Sa réflexion sur le sujet ne manque pas d'intérêt mais me semble se terminer de manière réductrice et qui, en outre, exclut implicitement la femme elle-même de sa propre représentation.

420px-VenusHohlefels2.jpgIl résume sa thèse en ces termes : « Les plus anciennes représentations humaines paléolithiques, les Vénus déjà évoquées aux caractères sexuels outrageusement exagérés (seins, sexe, fesses) révèlent beaucoup plus un regard masculin sur la femme érotisée qu'une préoccupation féminine touchant à la fécondité » (p. 177). Cette thèse du regard masculin, en quelque sorte concupiscent, revient à plusieurs reprises. C'est la thèse développée notamment dans le chapitre V (« Qui a inventé l'art (et le design) ? »), page 99, ou encore dans le chapitre 4 (« Qui a inventé les dieux (et Dieu) ? »), page 75. « Ces petites sculptures devaient être visibles, puisqu'elles sont réalisées selon les mêmes canons esthétiques, du Périgord jusqu'à l'Ukraine. Elles devaient servir de support à des interrogations sur la sexualité, plutôt vue d'un point de vue masculin, ce que confirmerait l'abondance des représentations de sexes féminins stylisés, bien plus nombreuses que celles de sexes masculins, tout comme les femmes sont beaucoup plus représentées que les hommes ».
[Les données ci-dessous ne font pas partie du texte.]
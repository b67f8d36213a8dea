//! Services for record loading, normalization and aggregation

pub mod aggregator;
pub mod data_loader;
pub mod grouping;
pub mod metrics;
pub mod normalizer;

pub use aggregator::Aggregator;
pub use data_loader::DataLoaderService;
pub use metrics::daily_metrics;
pub use normalizer::{day_key, normalize_generation, NormalizedGeneration};
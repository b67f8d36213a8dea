//! Daily token usage and cost rollups over stored traces and generations.
//!
//! ```
//! use tracemeter::services::Aggregator;
//! use tracemeter::types::RecordSet;
//!
//! let days = Aggregator::daily(&RecordSet::default()).unwrap();
//! assert!(days.is_empty());
//! ```

pub mod config;
pub mod services;
pub mod types;
use thiserror::Error;

/// Record set inconsistencies that would corrupt trace counts if aggregated
#[derive(Error, Debug, Clone, PartialEq, Eq)]
pub enum IntegrityError {
    /// A generation points at a trace that is not in the record set
    #[error("generation {generation_id} references unknown trace {trace_id}")]
    UnknownTrace {
        generation_id: String,
        trace_id: String,
    },

    /// Two traces share an identifier
    #[error("duplicate trace id {0}")]
    DuplicateTrace(String),

    /// Two generations share an identifier
    #[error("duplicate generation id {0}")]
    DuplicateGeneration(String),
}

/// tracemeter error types
#[derive(Error, Debug)]
pub enum TracemeterError {
    /// Failed to parse an export file
    #[error("parse error: {0}")]
    Parse(String),

    /// File I/O error
    #[error("io error: {0}")]
    Io(#[from] std::io::Error),

    /// Configuration error
    #[error("config error: {0}")]
    Config(String),

    /// Query parameters out of range
    #[error("invalid query: {0}")]
    InvalidQuery(String),

    /// Record set failed validation
    #[error("data integrity error: {0}")]
    Integrity(#[from] IntegrityError),
}

/// Result type alias for tracemeter
pub type Result<T> = std::result::Result<T, TracemeterError>;
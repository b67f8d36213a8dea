//! Generation record normalization
//!
//! Resolves every optional field of a stored generation to a concrete value
//! before any arithmetic happens, so the aggregator never sees an absent
//! number or an ambiguous model id.

use chrono::NaiveDate;
use rust_decimal::Decimal;

use crate::types::{GenerationRecord, ModelKey};

/// A generation with all defaults applied, ready for grouping
#[derive(Debug, Clone, PartialEq)]
pub struct NormalizedGeneration<'a> {
    pub date: NaiveDate,
    pub model: ModelKey,
    pub input: u64,
    pub output: u64,
    pub total: u64,
    pub cost: Decimal,
    pub trace_id: &'a str,
}

/// Normalize a generation record.
///
/// Returns `None` when the generation has no start time and so cannot be
/// placed on a day.
///
/// Defaults:
/// - missing input/output: 0
/// - missing total: input + output; a stored total is kept as-is
/// - missing cost: 0
/// - missing or empty model: `ModelKey::Unspecified`
pub fn normalize_generation(generation: &GenerationRecord) -> Option<NormalizedGeneration<'_>> {
    let Some(start_time) = generation.start_time else {
        tracing::debug!(
            generation_id = %generation.id,
            trace_id = %generation.trace_id,
            "generation has no start time, skipping"
        );
        return None;
    };

    let usage = generation.usage.as_ref();
    let input = usage.and_then(|u| u.input).unwrap_or(0);
    let output = usage.and_then(|u| u.output).unwrap_or(0);
    let total = usage
        .and_then(|u| u.total)
        .unwrap_or_else(|| input.saturating_add(output));

    Some(NormalizedGeneration {
        date: start_time.date_naive(),
        model: ModelKey::from_model(generation.model.as_deref()),
        input,
        output,
        total,
        cost: generation.cost().unwrap_or(Decimal::ZERO),
        trace_id: &generation.trace_id,
    })
}

/// Format a day key as `YYYY-MM-DD`
pub fn day_key(date: NaiveDate) -> String {
    date.format("%Y-%m-%d").to_string()
}
//! Day → model partitioning of normalized generations

use std::collections::{BTreeMap, HashMap};

use chrono::NaiveDate;

use super::normalizer::NormalizedGeneration;
use crate::types::ModelKey;

/// All normalized generations sharing a (day, model) key
#[derive(Debug, Clone, PartialEq)]
pub struct ModelGroup<'a> {
    pub model: ModelKey,
    pub records: Vec<NormalizedGeneration<'a>>,
}

/// Everything placed on one day
///
/// Model groups keep the order in which each model first appeared.
#[derive(Debug, Clone, Default)]
pub struct DayGroup<'a> {
    models: Vec<ModelGroup<'a>>,
    index: HashMap<ModelKey, usize>,
    /// Traces with no dated generation, bucketed here by their own timestamp
    trace_only: Vec<&'a str>,
}

impl<'a> DayGroup<'a> {
    fn push(&mut self, record: NormalizedGeneration<'a>) {
        match self.index.get(&record.model) {
            Some(&i) => self.models[i].records.push(record),
            None => {
                self.index.insert(record.model.clone(), self.models.len());
                self.models.push(ModelGroup {
                    model: record.model.clone(),
                    records: vec![record],
                });
            }
        }
    }

    pub fn models(&self) -> &[ModelGroup<'a>] {
        &self.models
    }

    pub fn trace_only(&self) -> &[&'a str] {
        &self.trace_only
    }

    pub fn add_trace_only(&mut self, trace_id: &'a str) {
        self.trace_only.push(trace_id);
    }
}

/// Day-keyed groups; `BTreeMap` so days come out in calendar order
pub type DayGroups<'a> = BTreeMap<NaiveDate, DayGroup<'a>>;

/// Partition normalized generations by day, then by model.
///
/// Every record lands in exactly one (day, model) group.
pub fn group_by_day_and_model<'a, I>(records: I) -> DayGroups<'a>
where
    I: IntoIterator<Item = NormalizedGeneration<'a>>,
{
    let mut days: DayGroups<'a> = BTreeMap::new();
    for record in records {
        days.entry(record.date).or_default().push(record);
    }
    days
}
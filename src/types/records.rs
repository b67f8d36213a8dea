//! Stored trace and generation records, as exported by the ingestion path

use chrono::{DateTime, Utc};
use rust_decimal::Decimal;
use serde::{Deserialize, Serialize};
use std::collections::HashSet;

use super::IntegrityError;

/// Top-level recorded execution unit
#[derive(Debug, Clone, Serialize, Deserialize, PartialEq)]
#[serde(rename_all = "camelCase")]
pub struct TraceRecord {
    pub id: String,
    /// Creation time; buckets the trace only when it has no dated generation
    pub timestamp: DateTime<Utc>,
    pub project_id: String,
    #[serde(default)]
    pub name: Option<String>,
    #[serde(default)]
    pub user_id: Option<String>,
    #[serde(default)]
    pub tags: Vec<String>,
}

/// Token counts as stored; any field may be missing
#[derive(Debug, Clone, Serialize, Deserialize, PartialEq, Default)]
#[serde(rename_all = "camelCase")]
pub struct UsageBlock {
    #[serde(default)]
    pub input: Option<u64>,
    #[serde(default)]
    pub output: Option<u64>,
    #[serde(default)]
    pub total: Option<u64>,
    #[serde(default)]
    pub total_cost: Option<Decimal>,
}

/// A model invocation recorded under a trace
#[derive(Debug, Clone, Serialize, Deserialize, PartialEq)]
#[serde(rename_all = "camelCase")]
pub struct GenerationRecord {
    pub id: String,
    pub trace_id: String,
    #[serde(default)]
    pub model: Option<String>,
    /// Authoritative for day bucketing
    #[serde(default)]
    pub start_time: Option<DateTime<Utc>>,
    #[serde(default)]
    pub usage: Option<UsageBlock>,
    #[serde(default, alias = "calculatedTotalCost")]
    pub total_cost: Option<Decimal>,
}

impl GenerationRecord {
    /// Stored cost: the generation's own field wins over `usage.totalCost`
    pub fn cost(&self) -> Option<Decimal> {
        self.total_cost
            .or_else(|| self.usage.as_ref().and_then(|u| u.total_cost))
    }
}

/// A materialized, already-scoped collection of traces and their generations
#[derive(Debug, Clone, Serialize, Deserialize, PartialEq, Default)]
pub struct RecordSet {
    #[serde(default)]
    pub traces: Vec<TraceRecord>,
    #[serde(default)]
    pub generations: Vec<GenerationRecord>,
}

impl RecordSet {
    pub fn new(traces: Vec<TraceRecord>, generations: Vec<GenerationRecord>) -> Self {
        Self {
            traces,
            generations,
        }
    }

    pub fn is_empty(&self) -> bool {
        self.traces.is_empty() && self.generations.is_empty()
    }

    /// Append another set, keeping supplied order
    pub fn extend(&mut self, other: RecordSet) {
        self.traces.extend(other.traces);
        self.generations.extend(other.generations);
    }

    /// Check identifier uniqueness and that every generation's trace is present.
    pub fn validate(&self) -> std::result::Result<(), IntegrityError> {
        let mut trace_ids: HashSet<&str> = HashSet::with_capacity(self.traces.len());
        for trace in &self.traces {
            if !trace_ids.insert(trace.id.as_str()) {
                return Err(IntegrityError::DuplicateTrace(trace.id.clone()));
            }
        }

        let mut generation_ids: HashSet<&str> = HashSet::with_capacity(self.generations.len());
        for generation in &self.generations {
            if !generation_ids.insert(generation.id.as_str()) {
                return Err(IntegrityError::DuplicateGeneration(generation.id.clone()));
            }
            if !trace_ids.contains(generation.trace_id.as_str()) {
                return Err(IntegrityError::UnknownTrace {
                    generation_id: generation.id.clone(),
                    trace_id: generation.trace_id.clone(),
                });
            }
        }

        Ok(())
    }
}
use axum::{
    Extension, Router,
    extract::{Request, State},
    http::{HeaderName, HeaderValue},
    middleware::{self, Next},
    response::Response,
    routing::{get, post, put},
};
use axum_extra::{
    TypedHeader,
    headers::{Authorization, Error as AxumError, Header, authorization::Bearer},
};
use chrono::{Duration, Utc};
use tower_http::trace::TraceLayer;
use uuid::Uuid;

use std::sync::Arc;

use crate::{
    ServerError, admin, allocations, auth, gateway::PaymentGateway, payments, tokens::TokenSigner,
    withdrawals,
};
use engine::{Engine, EngineError, ShareRole, User};

static IMPERSONATION_HEADER: HeaderName = HeaderName::from_static("x-impersonation-token");
static LEGACY_IMPERSONATION_HEADER: HeaderName = HeaderName::from_static("x-impersonation-data");

const DEFAULT_SESSION_TTL_HOURS: i64 = 12;
const DEFAULT_IMPERSONATION_TTL_MINUTES: i64 = 30;

#[derive(Clone)]
pub struct ServerState {
    pub engine: Arc<Engine>,
    pub tokens: Arc<TokenSigner>,
    pub gateway: Option<Arc<dyn PaymentGateway>>,
    pub session_ttl: Duration,
    pub impersonation_ttl: Duration,
}

impl ServerState {
    pub fn new(engine: Engine, tokens: TokenSigner) -> Self {
        Self {
            engine: Arc::new(engine),
            tokens: Arc::new(tokens),
            gateway: None,
            session_ttl: Duration::hours(DEFAULT_SESSION_TTL_HOURS),
            impersonation_ttl: Duration::minutes(DEFAULT_IMPERSONATION_TTL_MINUTES),
        }
    }

    #[must_use]
    pub fn gateway(mut self, gateway: Arc<dyn PaymentGateway>) -> Self {
        self.gateway = Some(gateway);
        self
    }

    #[must_use]
    pub fn session_ttl(mut self, ttl: Duration) -> Self {
        self.session_ttl = ttl;
        self
    }
}

/// Who a request runs as. `impersonated_by` is set when a super admin is
/// acting as `user` through a delegation token.
#[derive(Clone, Debug)]
pub(crate) struct AuthUser {
    pub user: User,
    pub impersonated_by: Option<Uuid>,
}

impl AuthUser {
    pub(crate) fn id(&self) -> Uuid {
        self.user.id
    }
}

/// `TypedHeader` for the signed impersonation token.
#[derive(Debug)]
struct ImpersonationToken(String);

impl Header for ImpersonationToken {
    fn name() -> &'static HeaderName {
        &IMPERSONATION_HEADER
    }

    fn decode<'i, I>(values: &mut I) -> Result<Self, AxumError>
    where
        Self: Sized,
        I: Iterator<Item = &'i HeaderValue>,
    {
        let value = values.next().ok_or_else(AxumError::invalid)?;
        let Ok(value) = value.to_str() else {
            return Err(AxumError::invalid());
        };
        let value = value.trim();
        if value.is_empty() {
            return Err(AxumError::invalid());
        }
        Ok(ImpersonationToken(value.to_string()))
    }

    fn encode<E: Extend<HeaderValue>>(&self, values: &mut E) {
        match HeaderValue::from_str(&self.0) {
            Ok(value) => values.extend(std::iter::once(value)),
            Err(_) => tracing::error!("failed to encode x-impersonation-token header"),
        }
    }
}

async fn require_session(
    bearer: Option<TypedHeader<Authorization<Bearer>>>,
    impersonation: Option<TypedHeader<ImpersonationToken>>,
    State(state): State<ServerState>,
    mut request: Request,
    next: Next,
) -> Result<Response, ServerError> {
    if request.headers().contains_key(&LEGACY_IMPERSONATION_HEADER) {
        return Err(ServerError::Generic(
            "x-impersonation-data is not accepted; use x-impersonation-token".to_string(),
        ));
    }
    let Some(TypedHeader(Authorization(bearer))) = bearer else {
        return Err(ServerError::Unauthorized("missing bearer token".to_string()));
    };

    let now = Utc::now();
    let claims = state.tokens.verify_session(bearer.token(), now)?;
    let user = match state.engine.user(claims.sub).await {
        Ok(user) => user,
        Err(EngineError::KeyNotFound(_)) => {
            return Err(ServerError::Unauthorized("unknown session user".to_string()));
        }
        Err(err) => return Err(err.into()),
    };
    if user.role != claims.role {
        return Err(ServerError::Unauthorized(
            "session is out of date, log in again".to_string(),
        ));
    }

    let auth_user = match impersonation {
        None => AuthUser {
            user,
            impersonated_by: None,
        },
        Some(TypedHeader(ImpersonationToken(token))) => {
            let delegation = state.tokens.verify_delegation(&token, now)?;
            if delegation.actor != user.id {
                return Err(ServerError::Forbidden(
                    "impersonation token belongs to another user".to_string(),
                ));
            }
            let target = state
                .engine
                .impersonation_target(user.id, delegation.target, delegation.target_role)
                .await?;
            tracing::debug!(actor = %user.id, target = %target.id, "request runs as impersonated user");
            AuthUser {
                user: target,
                impersonated_by: Some(user.id),
            }
        }
    };

    request.extensions_mut().insert(auth_user);
    Ok(next.run(request).await)
}

/// Allocation and withdrawal routes of one share role.
fn share_routes(share_role: ShareRole) -> Router<ServerState> {
    Router::new()
        .route(
            "/withdraw",
            get(withdrawals::overview).post(withdrawals::request),
        )
        .route("/allocations", get(allocations::own))
        .layer(Extension(share_role))
}

pub fn router(state: ServerState) -> Router {
    let protected = Router::new()
        .route("/api/me", get(auth::me))
        .nest("/api/cooperative", share_routes(ShareRole::Cooperative))
        .nest("/api/leader", share_routes(ShareRole::Leader))
        .nest(
            "/api/parent-organization",
            share_routes(ShareRole::ParentOrganization),
        )
        .route("/api/payments/registration", post(payments::start))
        .route("/api/admin/users/create-member", post(admin::create_member))
        .route("/api/admin/impersonation", post(admin::impersonate))
        .route("/api/admin/settings", get(admin::list_settings))
        .route("/api/admin/settings/{key}", put(admin::update_setting))
        .route("/api/admin/allocations", get(allocations::for_scope))
        .route("/api/admin/withdrawals", get(withdrawals::list))
        .route(
            "/api/admin/withdrawals/{id}/approve",
            post(withdrawals::approve),
        )
        .route("/api/admin/withdrawals/{id}/reject", post(withdrawals::reject))
        .route("/api/admin/audit", get(admin::audit))
        .route_layer(middleware::from_fn_with_state(state.clone(), require_session));

    let public = Router::new()
        .route("/api/auth/login", post(auth::login))
        .route("/api/auth/mobile/login", post(auth::login))
        .route("/api/auth/forgot-password", post(auth::forgot_password))
        .route("/api/auth/reset-password", post(auth::reset_password))
        .route("/api/korapay/verify", get(payments::verify));

    Router::new()
        .merge(public)
        .merge(protected)
        .layer(TraceLayer::new_for_http())
        .with_state(state)
}

pub async fn run(state: ServerState, addr: &str) {
    let listener = match tokio::net::TcpListener::bind(addr).await {
        Ok(listener) => listener,
        Err(err) => {
            tracing::error!("failed to bind server listener on {addr}: {err}");
            return;
        }
    };
    if let Err(err) = run_with_listener(state, listener).await {
        tracing::error!("server failed: {err}");
    }
}

pub async fn run_with_listener(
    state: ServerState,
    listener: tokio::net::TcpListener,
) -> Result<(), std::io::Error> {
    let addr = listener.local_addr()?;
    tracing::info!("Server listening on {}", addr);

    axum::serve(listener, router(state)).await
}

pub fn spawn_with_listener(
    state: ServerState,
    listener: tokio::net::TcpListener,
) -> Result<std::net::SocketAddr, std::io::Error> {
    let addr = listener.local_addr()?;

    tokio::spawn(async move {
        if let Err(err) = run_with_listener(state, listener).await {
            tracing::error!("server failed: {err}");
        }
    });

    Ok(addr)
}
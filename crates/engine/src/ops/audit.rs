use sea_orm::{QueryOrder, QuerySelect, TransactionTrait, prelude::*};
use uuid::Uuid;

use crate::{AuditEntry, ResultEngine, Role, audit_log};

use super::{Engine, with_tx};

impl Engine {
    /// Most recent audit entries, newest first.
    pub async fn audit_entries(&self, actor_id: Uuid, limit: u64) -> ResultEngine<Vec<AuditEntry>> {
        with_tx!(self, |db_tx| {
            self.require_role(&db_tx, actor_id, &[Role::SuperAdmin])
                .await?;
            let models = audit_log::Entity::find()
                .order_by_desc(audit_log::Column::CreatedAt)
                .limit(limit)
                .all(&db_tx)
                .await?;
            Ok(models.into_iter().map(AuditEntry::from).collect())
        })
    }
}
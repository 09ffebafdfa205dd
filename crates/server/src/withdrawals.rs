//! Withdrawal requests against an allocation and their back-office review.

use api_types::withdrawal::{
    Withdrawal, WithdrawalListQuery, WithdrawalOverview, WithdrawalRequest,
};
use axum::{
    Extension, Json,
    extract::{Path, Query, State},
    http::StatusCode,
};
use chrono::Utc;
use engine::{Kobo, RequestWithdrawalCmd, ShareRole, WithdrawalStatus};
use uuid::Uuid;

use crate::{
    ServerError,
    server::{AuthUser, ServerState},
    views,
};

pub async fn overview(
    Extension(auth): Extension<AuthUser>,
    Extension(share_role): Extension<ShareRole>,
    State(state): State<ServerState>,
) -> Result<Json<WithdrawalOverview>, ServerError> {
    let overview = state
        .engine
        .withdrawal_overview(auth.id(), share_role, Utc::now())
        .await?;
    Ok(Json(views::withdrawal_overview(overview)))
}

pub async fn request(
    Extension(auth): Extension<AuthUser>,
    Extension(share_role): Extension<ShareRole>,
    State(state): State<ServerState>,
    Json(payload): Json<WithdrawalRequest>,
) -> Result<(StatusCode, Json<Withdrawal>), ServerError> {
    let amount = Kobo::from_naira(payload.amount)?;
    let withdrawal = state
        .engine
        .request_withdrawal(RequestWithdrawalCmd::new(
            auth.id(),
            share_role,
            amount,
            payload.reason,
            Utc::now(),
        ))
        .await?;
    if let Some(actor) = auth.impersonated_by {
        tracing::info!(%actor, withdrawal_id = %withdrawal.id, "withdrawal requested while impersonating");
    }
    Ok((StatusCode::CREATED, Json(views::withdrawal(withdrawal))))
}

pub async fn list(
    Extension(auth): Extension<AuthUser>,
    State(state): State<ServerState>,
    Query(query): Query<WithdrawalListQuery>,
) -> Result<Json<Vec<Withdrawal>>, ServerError> {
    let status = query
        .status
        .as_deref()
        .map(|status| WithdrawalStatus::try_from(status.trim().to_ascii_uppercase().as_str()))
        .transpose()?;
    let withdrawals = state.engine.list_withdrawals(auth.id(), status).await?;
    Ok(Json(withdrawals.into_iter().map(views::withdrawal).collect()))
}

pub async fn approve(
    Extension(auth): Extension<AuthUser>,
    State(state): State<ServerState>,
    Path(withdrawal_id): Path<Uuid>,
) -> Result<Json<Withdrawal>, ServerError> {
    let withdrawal = state
        .engine
        .approve_withdrawal(auth.id(), withdrawal_id, Utc::now())
        .await?;
    Ok(Json(views::withdrawal(withdrawal)))
}

pub async fn reject(
    Extension(auth): Extension<AuthUser>,
    State(state): State<ServerState>,
    Path(withdrawal_id): Path<Uuid>,
) -> Result<Json<Withdrawal>, ServerError> {
    let withdrawal = state
        .engine
        .reject_withdrawal(auth.id(), withdrawal_id, Utc::now())
        .await?;
    Ok(Json(views::withdrawal(withdrawal)))
}
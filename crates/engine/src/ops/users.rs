use argon2::password_hash::rand_core::{OsRng, RngCore};
use base64::{Engine as _, engine::general_purpose::URL_SAFE_NO_PAD};
use chrono::{DateTime, Duration, Utc};
use sea_orm::{ActiveValue, DatabaseTransaction, QueryFilter, TransactionTrait, prelude::*};
use sha2::{Digest, Sha256};
use uuid::Uuid;

use crate::{
    AuditAction, EngineError, LoginIdentifier, ResultEngine, Role, User, audit_log,
    commands::RegisterUserCmd,
    cooperatives,
    identity::{hash_password, normalize_email, normalize_nin, normalize_phone, verify_password},
    leaders, password_resets, users,
    util::{display_name, optional_text},
};

use super::{Engine, with_tx};

/// Lifetime of a password reset token.
const RESET_TOKEN_TTL_MINUTES: i64 = 60;

/// Roles allowed to add members.
const MEMBER_CREATORS: [Role; 3] = [Role::SuperAdmin, Role::Cooperative, Role::Leader];

fn hash_reset_token(token: &str) -> String {
    let digest = Sha256::digest(token.as_bytes());
    URL_SAFE_NO_PAD.encode(digest)
}

fn generate_reset_token() -> String {
    let mut bytes = [0u8; 32];
    OsRng.fill_bytes(&mut bytes);
    URL_SAFE_NO_PAD.encode(bytes)
}

impl Engine {
    /// Reject the command early when its email, phone or NIN is taken, so the
    /// caller gets the specific message. The unique indexes still back this up.
    async fn ensure_unique_identity(
        &self,
        db: &DatabaseTransaction,
        user: &User,
    ) -> ResultEngine<()> {
        if users::Entity::find()
            .filter(users::Column::Email.eq(user.email.clone()))
            .one(db)
            .await?
            .is_some()
        {
            return Err(EngineError::ExistingKey(
                "A user with this email already exists".to_string(),
            ));
        }
        if let Some(nin) = &user.nin
            && users::Entity::find()
                .filter(users::Column::Nin.eq(nin.clone()))
                .one(db)
                .await?
                .is_some()
        {
            return Err(EngineError::ExistingKey(
                "A user with this NIN already exists".to_string(),
            ));
        }
        if let Some(phone) = &user.phone
            && users::Entity::find()
                .filter(users::Column::Phone.eq(phone.clone()))
                .one(db)
                .await?
                .is_some()
        {
            return Err(EngineError::ExistingKey(
                "A user with this phone number already exists".to_string(),
            ));
        }
        Ok(())
    }

    async fn insert_user(
        &self,
        db: &DatabaseTransaction,
        cmd: RegisterUserCmd,
    ) -> ResultEngine<User> {
        let user = User {
            id: Uuid::new_v4(),
            name: display_name(&cmd.name, "name")?,
            email: normalize_email(&cmd.email)?,
            phone: optional_text(cmd.phone.as_deref())
                .map(|phone| normalize_phone(&phone))
                .transpose()?,
            nin: optional_text(cmd.nin.as_deref())
                .map(|nin| normalize_nin(&nin))
                .transpose()?,
            role: cmd.role,
            cooperative_id: cmd.cooperative_id,
            created_at: Utc::now(),
        };
        let password_hash = hash_password(&cmd.password)?;

        if let Some(cooperative_id) = user.cooperative_id
            && cooperatives::Entity::find_by_id(cooperative_id)
                .one(db)
                .await?
                .is_none()
        {
            return Err(EngineError::KeyNotFound("cooperative not exists".to_string()));
        }
        self.ensure_unique_identity(db, &user).await?;

        user.active_model(password_hash)
            .insert(db)
            .await
            .map_err(EngineError::from_insert)?;
        Ok(user)
    }

    /// Create a user account with any role.
    pub async fn register_user(&self, cmd: RegisterUserCmd) -> ResultEngine<User> {
        with_tx!(self, |db_tx| self.insert_user(&db_tx, cmd).await)
    }

    /// Add a `MEMBER` on behalf of `actor_id`.
    ///
    /// Cooperative accounts and leaders may only add members to their own
    /// cooperative; a super admin must name the cooperative.
    pub async fn create_member(
        &self,
        actor_id: Uuid,
        mut cmd: RegisterUserCmd,
    ) -> ResultEngine<User> {
        with_tx!(self, |db_tx| {
            let actor = self.require_role(&db_tx, actor_id, &MEMBER_CREATORS).await?;
            let own_cooperative = match actor.role {
                Role::Cooperative => cooperatives::Entity::find()
                    .filter(cooperatives::Column::UserId.eq(actor.id))
                    .one(&db_tx)
                    .await?
                    .map(|coop| coop.id),
                Role::Leader => leaders::Entity::find()
                    .filter(leaders::Column::UserId.eq(actor.id))
                    .one(&db_tx)
                    .await?
                    .map(|leader| leader.cooperative_id),
                _ => None,
            };

            let cooperative_id = match (actor.role, own_cooperative, cmd.cooperative_id) {
                (Role::SuperAdmin, _, Some(id)) => id,
                (Role::SuperAdmin, _, None) => {
                    return Err(EngineError::InvalidInput(
                        "cooperative_id is required".to_string(),
                    ));
                }
                (_, None, _) => {
                    return Err(EngineError::MissingScope(
                        "no cooperative is linked to this account".to_string(),
                    ));
                }
                (_, Some(own), Some(requested)) if own != requested => {
                    return Err(EngineError::Forbidden(
                        "members can only be added to your own cooperative".to_string(),
                    ));
                }
                (_, Some(own), _) => own,
            };

            cmd.role = Role::Member;
            cmd.cooperative_id = Some(cooperative_id);
            let member = self.insert_user(&db_tx, cmd).await?;
            tracing::info!(%actor_id, member_id = %member.id, %cooperative_id, "member created");
            Ok(member)
        })
    }

    /// Check credentials. Every failure is reported the same way.
    pub async fn authenticate(&self, identifier: &str, password: &str) -> ResultEngine<User> {
        let invalid = || EngineError::Unauthorized("invalid credentials".to_string());
        let identifier = LoginIdentifier::parse(identifier).map_err(|_| invalid())?;
        with_tx!(self, |db_tx| {
            let query = match &identifier {
                LoginIdentifier::Email(email) => {
                    users::Entity::find().filter(users::Column::Email.eq(email.clone()))
                }
                LoginIdentifier::Phone(phone) => {
                    users::Entity::find().filter(users::Column::Phone.eq(phone.clone()))
                }
                LoginIdentifier::Nin(nin) => {
                    users::Entity::find().filter(users::Column::Nin.eq(nin.clone()))
                }
            };
            let Some(model) = query.one(&db_tx).await? else {
                tracing::debug!(kind = identifier.kind(), "login for unknown identifier");
                return Err(invalid());
            };
            if !verify_password(password, &model.password_hash) {
                return Err(invalid());
            }
            User::try_from(model)
        })
    }

    /// Issue a password reset token for `email`.
    ///
    /// Returns `None` when no account uses that address; callers must answer
    /// both cases identically.
    pub async fn request_password_reset(
        &self,
        email: &str,
        now: DateTime<Utc>,
    ) -> ResultEngine<Option<String>> {
        let Ok(email) = normalize_email(email) else {
            return Ok(None);
        };
        with_tx!(self, |db_tx| {
            let Some(user) = users::Entity::find()
                .filter(users::Column::Email.eq(email.clone()))
                .one(&db_tx)
                .await?
            else {
                return Ok(None);
            };
            let token = generate_reset_token();
            password_resets::ActiveModel {
                token_hash: ActiveValue::Set(hash_reset_token(&token)),
                user_id: ActiveValue::Set(user.id),
                expires_at: ActiveValue::Set(now + Duration::minutes(RESET_TOKEN_TTL_MINUTES)),
                used_at: ActiveValue::Set(None),
                created_at: ActiveValue::Set(now),
            }
            .insert(&db_tx)
            .await?;
            tracing::info!(user_id = %user.id, "password reset token issued");
            Ok(Some(token))
        })
    }

    /// Consume a reset token and set a new password.
    pub async fn reset_password(
        &self,
        token: &str,
        new_password: &str,
        now: DateTime<Utc>,
    ) -> ResultEngine<()> {
        let invalid = || EngineError::InvalidInput("invalid or expired reset token".to_string());
        let password_hash = hash_password(new_password)?;
        with_tx!(self, |db_tx| {
            let reset = password_resets::Entity::find_by_id(hash_reset_token(token.trim()))
                .one(&db_tx)
                .await?
                .ok_or_else(invalid)?;
            if reset.used_at.is_some() || reset.expires_at <= now {
                return Err(invalid());
            }

            users::ActiveModel {
                id: ActiveValue::Unchanged(reset.user_id),
                password_hash: ActiveValue::Set(password_hash),
                ..Default::default()
            }
            .update(&db_tx)
            .await?;
            password_resets::ActiveModel {
                token_hash: ActiveValue::Unchanged(reset.token_hash.clone()),
                used_at: ActiveValue::Set(Some(now)),
                ..Default::default()
            }
            .update(&db_tx)
            .await?;
            audit_log::ActiveModel::record(
                reset.user_id,
                AuditAction::PasswordReset,
                format!("user:{}", reset.user_id),
                now,
            )
            .insert(&db_tx)
            .await?;
            Ok(())
        })
    }
}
À l'Âge du Bronze, la représentation de la femme passe au second plan, « s'il se rencontre encore des figurines féminines, elles se font de plus en plus rares » (p. 104) et « ce sont les représentations masculines, sculptées ou gravées dans la pierre, et bientôt fondues dans le cuivre et le bronze, qui dominent largement ». Pour jean-Paul Demoule « c'est la représentation du pouvoir et de la force guerrière qui s'impose partout » avec l'apparition d'une nouvelle représentation « les représentations du soleil, exceptionnelles jusque-là ».

En somme, lorsque le pouvoir est clairement masculin, la statuaire représente le pouvoir masculin. Et lorsque le pouvoir masculin n'est pas encore établi, la statuaire représente la vision que l'homme a de la femme. Je résume à grands traits mais, vu ainsi, cette thèse comporte plusieurs pré-supposés :

  • les représentations artistiques de la femme pendant le paléolithique sont réalisés par des hommes et représentent le regard masculin sur le corps sexué de la femme,
  • ​les femmes ne produisent pas, ou peu, de représentations d'elles-mêmes (ce qui sous-tend que l'art est une activité plutôt masculine),
  • l'idéal de beauté féminine, représenté par les hommes, serait soit la femme enceinte, soit la femme difforme de ces corps aux membres à peine ébauchés, stéatopyges et aux seins lourds,
  • les représentations masculines de l'Âge du Bronze représentent le pouvoir masculin (point de vue masculin sur le monde), « l'exaltation des hommes (mâles) en armes et en position de pouvoir » (p. 108)

dolni-vestonice.pngIl est dans l'art paléolithique des statuettes phalliques qui ont été interprétées à l'envers dans un premier temps, les découvreurs y voyant une femme stylisée aux seins proéminents là où il s'agissait de testicules (cf. « La femme des origines », de Claudine Cohen, Belin-Herscher, 2003, p. 69). Ces objets phalliques ne manquent pas, peut-être étaient-ils utilisés par les femmes. Voire, conçus par les femmes ? En tout cas, on ne peut pas ne pas y voir un attribut sexuel, peu importe qui les a sculptés. Mais pour les périodes dont nous ne savons pas grand-chose au sujet de l'organisation sociale et des mœurs, à titre personnel, je préfère penser que les productions symboliques sont autant le fait d'un sexe que de l'autre. C'est ce que semblent montrer les traces de mains dans les peintures pariétales, « ce sont aussi bien des mains de femmes que des mains d'hommes, du moins si l'on applique l'indice dit de Manning » (p. 74).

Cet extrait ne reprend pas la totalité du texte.